(EXERCISE AIM): Take the entries below and print, exactly, the stretch from the line containing "pub enum ValidationError" through the line containing "-> Result<String, ValidationError>", both included.

(SUPPLIED DATA):
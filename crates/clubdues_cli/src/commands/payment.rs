use crate::config::Settings;
use crate::output::emit;
use anyhow::{bail, Result};
use clubdues_core::db::Connection;
use clubdues_core::{
    ClubError, GroupId, LedgerService, MemberId, Period, RosterSheet, SqliteEntityStore,
    TabularReport,
};

pub fn cmd_pay(
    conn: &Connection,
    period: Period,
    member: Option<MemberId>,
    group: Option<GroupId>,
    name: Option<String>,
) -> Result<()> {
    let ledger = LedgerService::new(SqliteEntityStore::try_new(conn)?);
    let result = match (member, group, name) {
        (Some(member_id), _, _) => ledger.record_payment(member_id, period),
        (None, Some(group_id), Some(name)) => ledger.record_payment_by_name(group_id, &name, period),
        _ => bail!("either --member or both --group and --name are required"),
    };

    match result {
        Ok(payment_id) => {
            println!("Payment recorded for {period}: {payment_id}");
            Ok(())
        }
        // Paying twice is reported, not treated as a failure.
        Err(ClubError::Duplicate { member_id, period }) => {
            println!("Already paid: member {member_id} for {period}");
            Ok(())
        }
        Err(ClubError::AmbiguousMemberName { name, candidates, .. }) => {
            let ids = candidates
                .iter()
                .map(|id| id.to_string())
                .collect::<Vec<_>>()
                .join(", ");
            bail!("several members are named `{name}`; pass --member with one of: {ids}")
        }
        Err(err) => Err(err.into()),
    }
}

pub fn cmd_unpaid(
    conn: &Connection,
    settings: &Settings,
    period: Period,
    group: Option<GroupId>,
) -> Result<()> {
    let ledger = LedgerService::new(SqliteEntityStore::try_new(conn)?);
    let sheet = RosterSheet {
        members: ledger.unpaid_members_in(period, group)?,
    };
    emit(settings.json, &sheet.members, &sheet.to_table())
}
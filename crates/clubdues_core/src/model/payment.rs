//! Payment record.
//!
//! A payment asserts that one member settled dues for one period. Rows are
//! created once per `(member_id, period)` and never updated or deleted.

use super::member::MemberId;
use super::period::Period;
use serde::{Deserialize, Serialize};
use uuid::Uuid;

/// Stable payment identifier.
pub type PaymentId = Uuid;

#[derive(Debug, Clone, PartialEq, Eq, Serialize, Deserialize)]
pub struct Payment {
    pub payment_id: PaymentId,
    /// May reference a member that has since been deleted.
    pub member_id: MemberId,
    pub period: Period,
    /// Always `true` for rows written by this crate.
    pub paid: bool,
}

impl Payment {
    /// Creates a paid record with a freshly generated id.
    pub fn paid(member_id: MemberId, period: Period) -> Self {
        Self {
            payment_id: Uuid::new_v4(),
            member_id,
            period,
            paid: true,
        }
    }
}
mod backup;
mod group;
mod member;
mod payment;
mod report;

use crate::cli::Command;
use crate::config::Settings;
use anyhow::Result;
use clubdues_core::db::Connection;

/// Dispatches one parsed command against an open ledger database.
pub fn run(conn: &Connection, settings: &Settings, command: Command) -> Result<()> {
    match command {
        Command::Group { group_cmd } => group::run(conn, settings, group_cmd),
        Command::Member { member_cmd } => member::run(conn, settings, member_cmd),
        Command::Pay {
            period,
            member,
            group,
            name,
        } => payment::cmd_pay(conn, period, member, group, name),
        Command::Unpaid { period, group } => payment::cmd_unpaid(conn, settings, period, group),
        Command::Report { report_cmd } => report::run(conn, settings, report_cmd),
        Command::Backup => backup::cmd_backup(conn, settings),
    }
}
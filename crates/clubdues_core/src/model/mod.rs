//! Domain model for the club ledger.
//!
//! # Responsibility
//! - Define the canonical records for groups, members and payments.
//! - Own field-level validation rules (non-empty names, canonical periods).
//!
//! # Invariants
//! - Every record is identified by a stable UUID assigned at creation.
//! - A payment row always means "paid"; unpaid is derived, never stored.

pub mod group;
pub mod member;
pub mod payment;
pub mod period;

/// Field-level validation failure for caller-supplied data.
#[derive(Debug, Clone, PartialEq, Eq, thiserror::Error)]
pub enum ValidationError {
    /// Required display name is blank after trimming.
    #[error("{entity} name must not be blank")]
    EmptyName { entity: &'static str },
    /// Period text is not a `YYYY-MM` value.
    #[error("invalid period `{0}`; expected YYYY-MM")]
    InvalidPeriod(String),
    /// Year is not a four-digit calendar year.
    #[error("invalid year `{0}`; expected four digits")]
    InvalidYear(i32),
}

/// Trims a required name, rejecting blank input.
pub(crate) fn normalize_name(
    value: &str,
    entity: &'static str,
) -> Result<String, ValidationError> {
    let trimmed = value.trim();
    if trimmed.is_empty() {
        return Err(ValidationError::EmptyName { entity });
    }
    Ok(trimmed.to_string())
}

/// Trims optional free text, folding blank input into `None`.
pub(crate) fn normalize_optional(value: Option<String>) -> Option<String> {
    value
        .map(|text| text.trim().to_string())
        .filter(|text| !text.is_empty())
}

(ANSWER BOX):
pub enum ValidationError {
    /// Required display name is blank after trimming.
    #[error("{entity} name must not be blank")]
    EmptyName { entity: &'static str },
    /// Period text is not a `YYYY-MM` value.
    #[error("invalid period `{0}`; expected YYYY-MM")]
    InvalidPeriod(String),
    /// Year is not a four-digit calendar year.
    #[error("invalid year `{0}`; expected four digits")]
    InvalidYear(i32),
}

/// Trims a required name, rejecting blank input.
pub(crate) fn normalize_name(
    value: &str,
    entity: &'static str,
) -> Result<String, ValidationError> {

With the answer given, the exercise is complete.